++++ DATA EXTRACT ++++
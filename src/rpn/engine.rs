use crate::rpn::{
    convert, evaluate, tokenize, FunctionRegistry, MaxParams, RegistryError, RpnError, RpnFailure,
    RpnProgram, Scalar, VariableResolver,
};
use log::debug;

/// Successful outcome: the program that ran and the value it produced.
#[derive(Debug, Clone, PartialEq)]
pub struct Evaluation {
    pub program: RpnProgram,
    pub result: Scalar,
}

impl Evaluation {
    /// The executed program as space separated postfix text.
    pub fn rpn(&self) -> String {
        self.program.to_string()
    }
}

/// Long-lived evaluation session.
///
/// Owns the function registry and the optional variable resolver; both persist
/// across calls and change only through the registration methods. Every call to
/// [`Engine::evaluate`] works on freshly allocated conversion and evaluation
/// state.
pub struct Engine {
    registry: FunctionRegistry,
    resolver: Option<Box<dyn VariableResolver>>,
}

impl Engine {
    /// Creates an engine with the built-in function library and no resolver.
    pub fn new() -> Self {
        Self::with_registry(FunctionRegistry::new())
    }

    pub fn with_registry(registry: FunctionRegistry) -> Self {
        Self {
            registry,
            resolver: None,
        }
    }

    pub fn registry(&self) -> &FunctionRegistry {
        &self.registry
    }

    /// See [`FunctionRegistry::register`].
    pub fn register<F>(
        &mut self,
        name: &str,
        callback: F,
        min: usize,
        max: Option<MaxParams>,
    ) -> Result<(), RegistryError>
    where
        F: Fn(&[Scalar]) -> Result<Scalar, RpnError> + Send + Sync + 'static,
    {
        self.registry.register(name, callback, min, max)
    }

    /// See [`FunctionRegistry::register_alias`].
    pub fn register_alias(
        &mut self,
        name: &str,
        target: &str,
        min: usize,
        max: Option<MaxParams>,
    ) -> Result<(), RegistryError> {
        self.registry.register_alias(name, target, min, max)
    }

    /// Installs the hook for `$name` operands, replacing any previous one.
    pub fn set_variable_resolver<R>(&mut self, resolver: R)
    where
        R: VariableResolver + 'static,
    {
        debug!("Installing variable resolver");
        self.resolver = Some(Box::new(resolver));
    }

    pub fn clear_variable_resolver(&mut self) {
        self.resolver = None;
    }

    pub fn convert(&self, expression: &str) -> Result<RpnProgram, RpnFailure> {
        convert(&tokenize(expression), &self.registry)
    }

    /// Converts and evaluates `expression`.
    ///
    /// A failure during evaluation reports the complete program as its partial
    /// RPN, since conversion had already succeeded.
    pub fn evaluate(&self, expression: &str) -> Result<Evaluation, RpnFailure> {
        let program = self.convert(expression)?;
        match evaluate(&program, &self.registry, self.resolver.as_deref()) {
            Ok(result) => {
                debug!("Evaluated '{}' to {}", expression, result);
                Ok(Evaluation { program, result })
            }
            Err(error) => {
                debug!("Evaluation of '{}' failed: {}", expression, error);
                Err(RpnFailure::new(error, program))
            }
        }
    }
}

impl Default for Engine {
    fn default() -> Self {
        Self::new()
    }
}

#[cfg(test)]
mod tests {
    use super::*;
    use crate::rpn::{Arity, ErrorKind, RpnItem};
    use rand::rngs::StdRng;
    use rand::{Rng, SeedableRng};

    fn assert_evaluates(engine: &Engine, expression: &str, rpn: &str, result: Scalar) {
        let evaluation = engine
            .evaluate(expression)
            .unwrap_or_else(|e| panic!("{expression:?} failed: {e}"));
        assert_eq!(evaluation.rpn(), rpn);
        assert_eq!(evaluation.result, result);
    }

    #[test]
    fn test_reference_cases() {
        let engine = Engine::new();
        assert_evaluates(&engine, "2+3*4", "2 3 4 * +", Scalar::Number(14.0));
        assert_evaluates(&engine, "(2+3)*4", "2 3 + 4 *", Scalar::Number(20.0));
        assert_evaluates(&engine, "upper('abc')", "'abc' upper", Scalar::from("ABC"));
        assert_evaluates(&engine, "'a'+'b'", "'a' 'b' +", Scalar::from("ab"));

        let evaluation = engine.evaluate("max(3,7,2)").unwrap();
        assert_eq!(evaluation.result.to_string(), "7");
        assert_eq!(
            evaluation.program.items().last(),
            Some(&RpnItem::Function {
                name: "max".to_string(),
                arity: 3
            })
        );
    }

    #[test]
    fn test_division_by_zero_keeps_program() {
        let failure = Engine::new().evaluate("10/0").unwrap_err();
        assert_eq!(failure.kind(), ErrorKind::DivisionByZero);
        assert_eq!(failure.partial_rpn(), "10 0 /");
    }

    #[test]
    fn test_conversion_failure_keeps_partial() {
        let failure = Engine::new().evaluate("1 + 2 * @").unwrap_err();
        assert_eq!(failure.kind(), ErrorKind::OperandExpected);
        assert_eq!(failure.partial_rpn(), "1 2");
    }

    #[test]
    fn test_variable_resolver() {
        let mut engine = Engine::new();
        engine.set_variable_resolver(|name: &str| {
            if name == "x" {
                Scalar::Number(5.0)
            } else {
                Scalar::default()
            }
        });
        assert_evaluates(&engine, "$x+1", "$x 1 +", Scalar::Number(6.0));

        engine.clear_variable_resolver();
        assert_eq!(engine.evaluate("$x").unwrap().result, Scalar::from("$x"));
    }

    #[test]
    fn test_resolver_called_once_per_operand() {
        use std::sync::atomic::{AtomicUsize, Ordering};
        use std::sync::Arc;

        let calls = Arc::new(AtomicUsize::new(0));
        let counter = calls.clone();
        let mut engine = Engine::new();
        engine.set_variable_resolver(move |_: &str| {
            counter.fetch_add(1, Ordering::SeqCst);
            Scalar::Number(1.0)
        });

        // conversion alone never touches the resolver
        engine.convert("$a + $b").unwrap();
        assert_eq!(calls.load(Ordering::SeqCst), 0);

        engine.evaluate("$a + $a + $b").unwrap();
        assert_eq!(calls.load(Ordering::SeqCst), 3);
    }

    #[test]
    fn test_user_functions() {
        let mut engine = Engine::new();
        engine
            .register(
                "sum",
                |args: &[Scalar]| {
                    args.iter()
                        .map(|arg| {
                            arg.as_number().ok_or_else(|| RpnError::NumericRequired {
                                context: "sum".to_string(),
                                operand: arg.to_string(),
                            })
                        })
                        .sum::<Result<f64, RpnError>>()
                        .map(Scalar::Number)
                },
                1,
                Some(MaxParams::Unlimited),
            )
            .unwrap();
        assert_evaluates(&engine, "sum(1, 2, 3) * 2", "1 2 3 sum 2 *", Scalar::Number(12.0));

        engine.register_alias("total", "sum", 2, None).unwrap();
        assert_eq!(engine.evaluate("total(4, 5)").unwrap().result, Scalar::Number(9.0));
        assert_eq!(
            engine.evaluate("total(4)").unwrap_err().kind(),
            ErrorKind::WrongArity
        );
    }

    #[test]
    fn test_failed_registration_leaves_registry_alone() {
        let mut engine = Engine::new();
        let before = engine.registry().len();

        let inverted = engine.register(
            "broken",
            |_: &[Scalar]| Ok(Scalar::default()),
            3,
            Some(MaxParams::Limited(1)),
        );
        assert_eq!(inverted, Err(RegistryError::InvalidArity { min: 3, max: 1 }));

        let missing = engine.register_alias("broken", "no_such_function", 1, None);
        assert!(matches!(missing, Err(RegistryError::UnknownTarget { .. })));

        assert_eq!(engine.registry().len(), before);
        assert_eq!(engine.evaluate("broken(1)").unwrap_err().kind(), ErrorKind::OperandExpected);
    }

    #[test]
    fn test_calls_do_not_share_state() {
        let engine = Engine::new();
        assert!(engine.evaluate("(1 + ").is_err());
        assert_evaluates(&engine, "1 + 1", "1 1 +", Scalar::Number(2.0));
        assert!(engine.evaluate("max(1").is_err());
        assert_eq!(
            engine.registry().lookup("max").map(|spec| spec.arity),
            Some(Arity::at_least(2))
        );
        assert_evaluates(&engine, "max(1, 2)", "1 2 max", Scalar::from("2"));
    }

    #[test]
    fn test_determinism() {
        let engine = Engine::new();
        for expression in ["1 + * 2", "upper('a', 'b')", "(1", "2 / 0", "'a' ^ 2"] {
            let first = engine.evaluate(expression).unwrap_err();
            for _ in 0..5 {
                assert_eq!(engine.evaluate(expression).unwrap_err(), first);
            }
        }
    }

    fn random_operand(rng: &mut StdRng) -> String {
        let value = if rng.random_bool(0.3) {
            format!("{}.{}", rng.random_range(0..50), rng.random_range(1..10))
        } else {
            rng.random_range(1..50).to_string()
        };
        if rng.random_bool(0.2) {
            format!("(-{})", value)
        } else {
            value
        }
    }

    fn random_expression(rng: &mut StdRng, depth: usize) -> String {
        if depth == 0 || rng.random_bool(0.3) {
            return random_operand(rng);
        }
        if rng.random_bool(0.15) {
            // both sides grouped, so associativity of `^` never comes into play
            let base = random_expression(rng, depth - 1);
            let exponent: i32 = rng.random_range(-2..=3);
            return format!("({}) ^ ({})", base, exponent);
        }
        let op = ["+", "-", "*", "/"][rng.random_range(0..4)];
        let left = random_expression(rng, depth - 1);
        let right = random_expression(rng, depth - 1);
        if rng.random_bool(0.4) {
            format!("({} {} {})", left, op, right)
        } else {
            format!("{} {} {}", left, op, right)
        }
    }

    #[test]
    fn test_matches_reference_evaluator() {
        let engine = Engine::new();
        let mut rng = StdRng::seed_from_u64(0x5eed);
        let mut checked = 0;

        for _ in 0..500 {
            let expression = random_expression(&mut rng, 4);
            let expected = meval::eval_str(&expression).unwrap();
            let actual = match engine.evaluate(&expression) {
                Ok(evaluation) => evaluation.result.as_number().unwrap(),
                Err(failure) if failure.kind() == ErrorKind::DivisionByZero => continue,
                Err(failure) => panic!("{expression:?} failed: {failure}"),
            };
            if !expected.is_finite() {
                continue;
            }

            let tolerance = 1e-9 * expected.abs().max(1.0);
            assert!(
                (actual - expected).abs() <= tolerance,
                "{expression}: got {actual}, expected {expected}"
            );
            checked += 1;
        }
        assert!(checked > 400);
    }

    #[test]
    fn test_power_matches_reference_evaluator() {
        let engine = Engine::new();
        for expression in ["(2) ^ (3) * 2", "1 + (1.5) ^ (2)", "((2) ^ (3)) ^ (2)", "(4) ^ (-1) - 1"] {
            let expected = meval::eval_str(expression).unwrap();
            let actual = engine.evaluate(expression).unwrap().result.as_number().unwrap();
            assert!((actual - expected).abs() < 1e-12, "{expression}: {actual} vs {expected}");
        }
    }
}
++++
■ AIM OF THE EXERCISE
Write down every line of the data above that includes the string "RpnError".

■ REPLY
    convert, evaluate, tokenize, FunctionRegistry, MaxParams, RegistryError, RpnError, RpnFailure,
        F: Fn(&[Scalar]) -> Result<Scalar, RpnError> + Send + Sync + 'static,
                            arg.as_number().ok_or_else(|| RpnError::NumericRequired {
                        .sum::<Result<f64, RpnError>>()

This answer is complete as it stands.